**WHAT IS BEING ASKED**
Among the lines of the records, please find those that contain the word "materials" and copy them.

═════ MATERIAL FOR THIS TASK ═════

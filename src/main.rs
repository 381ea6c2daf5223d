// Copyright @yucwang 2026

use genoise::core::scene_loader::load_scene;

use std::env;
use std::process;

// Loads a scene description and prints what the loader resolved. Handy
// for checking a document before handing it to a renderer.
fn main() {
    env::set_var("RUST_LOG", "info");
    env_logger::init();

    let args: Vec<String> = env::args().collect();
    if args.len() < 2 {
        eprintln!("Usage: {} <scene.xml>", args[0]);
        process::exit(1);
    }

    let scene = match load_scene(&args[1]) {
        Ok(scene) => scene,
        Err(err) => {
            eprintln!("Failed to load scene {}: {}", args[1], err);
            process::exit(1);
        }
    };

    let camera = scene.camera();
    println!("camera: eye ({:.2}, {:.2}, {:.2}) target ({:.2}, {:.2}, {:.2}) fov {:.1} at {}x{}",
             camera.eye[0], camera.eye[1], camera.eye[2],
             camera.target[0], camera.target[1], camera.target[2],
             camera.fov, camera.width as u32, camera.height as u32);

    match scene.integrator() {
        Some(integrator) => {
            println!("integrator: {} (max depth {}, {} light samples, {} brdf samples)",
                     integrator.type_name(), integrator.max_depth(),
                     integrator.light_sample_number(), integrator.brdf_sample_number());
        }
        None => println!("integrator: none"),
    }
    println!("pixel sample length: {}", scene.pixel_sample_length());

    println!("{} geometries:", scene.len());
    for geometry in scene.geometries() {
        let material_name = geometry.material()
            .map(|material_index| scene.materials()[material_index].name())
            .unwrap_or("<unbound>");
        println!("  {} \"{}\": material {}, area {:.4}",
                 geometry.type_name(), geometry.name(), material_name, geometry.area());
    }

    println!("{} materials:", scene.materials().len());
    for material in scene.materials() {
        println!("  {} \"{}\": {} bxdfs, {} weights",
                 material.type_name(), material.name(),
                 material.bxdfs().len(), material.bxdf_weights().len());
    }

    println!("{} bxdfs:", scene.bxdfs().len());
    for bxdf in scene.bxdfs() {
        println!("  {} \"{}\"", bxdf.type_name(), bxdf.name());
    }

    println!("{} lights: {:?}", scene.lights().len(), scene.lights());

    let bounds = scene.bounds();
    if bounds.is_valid() {
        println!("world bounds: ({:.2}, {:.2}, {:.2}) to ({:.2}, {:.2}, {:.2})",
                 bounds.p_min[0], bounds.p_min[1], bounds.p_min[2],
                 bounds.p_max[0], bounds.p_max[1], bounds.p_max[2]);
    }
}
// Copyright @yucwang 2026

use std::path::Path;

use exr::prelude::*;
use image::io::Reader as ImageReader;

use crate::math::bitmap::Bitmap;
use crate::math::constants::{ Float, Vector3f };

fn srgb_to_linear(v: Float) -> Float {
    if v <= 0.04045 {
        v / 12.92
    } else {
        ((v + 0.055) / 1.055).powf(2.4)
    }
}

/// Decodes a texture image into a linear-light bitmap. A file that cannot
/// be opened or decoded is reported with a warning and yields `None`, the
/// same state as a texture that was never declared.
pub fn decode_image<P: AsRef<Path>>(path: P) -> Option<Bitmap> {
    let path = path.as_ref();
    let ext = path.extension()
        .and_then(|s| s.to_str())
        .unwrap_or("")
        .to_ascii_lowercase();

    let result = match ext.as_str() {
        "exr" => decode_exr(path),
        "jpg" | "jpeg" | "png" => decode_ldr(path),
        _ => Err(format!("unsupported texture format: {}", ext)),
    };

    match result {
        Ok(bitmap) => Some(bitmap),
        Err(err) => {
            log::warn!("Failed to decode texture {}: {}.", path.display(), err);
            None
        }
    }
}

fn decode_exr(path: &Path) -> std::result::Result<Bitmap, String> {
    log::info!("Starting reading OpenEXR image from: {}.", path.display());

    let image = read()
        .no_deep_data()
        .largest_resolution_level()
        .rgba_channels(
            |resolution, _| {
                Bitmap::new(resolution.width() as usize, resolution.height() as usize)
            },
            |bitmap, position, (r, g, b, _a): (f32, f32, f32, f32)| {
                bitmap[(position.x() as usize, position.y() as usize)] =
                    Vector3f::new(r, g, b);
            },
        )
        .first_valid_layer()
        .all_attributes()
        .from_file(path)
        .map_err(|e| format!("failed to read exr: {}", e))?;

    Ok(image.layer_data.channel_data.pixels)
}

// Low dynamic range formats are assumed to carry sRGB-encoded values.
fn decode_ldr(path: &Path) -> std::result::Result<Bitmap, String> {
    let img = ImageReader::open(path)
        .map_err(|e| format!("failed to open image: {}", e))?
        .decode()
        .map_err(|e| format!("failed to decode image: {}", e))?;

    let rgb = img.to_rgb32f();
    let width = rgb.width() as usize;
    let height = rgb.height() as usize;

    let mut bitmap = Bitmap::new(width, height);
    for y in 0..height {
        for x in 0..width {
            let p = rgb.get_pixel(x as u32, y as u32);
            bitmap[(x, y)] = Vector3f::new(
                srgb_to_linear(p[0]),
                srgb_to_linear(p[1]),
                srgb_to_linear(p[2]),
            );
        }
    }

    Ok(bitmap)
}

═════

**RESPONSE FOR THIS EXERCISE**
            .map(|material_index| scene.materials()[material_index].name())
    println!("{} materials:", scene.materials().len());
    for material in scene.materials() {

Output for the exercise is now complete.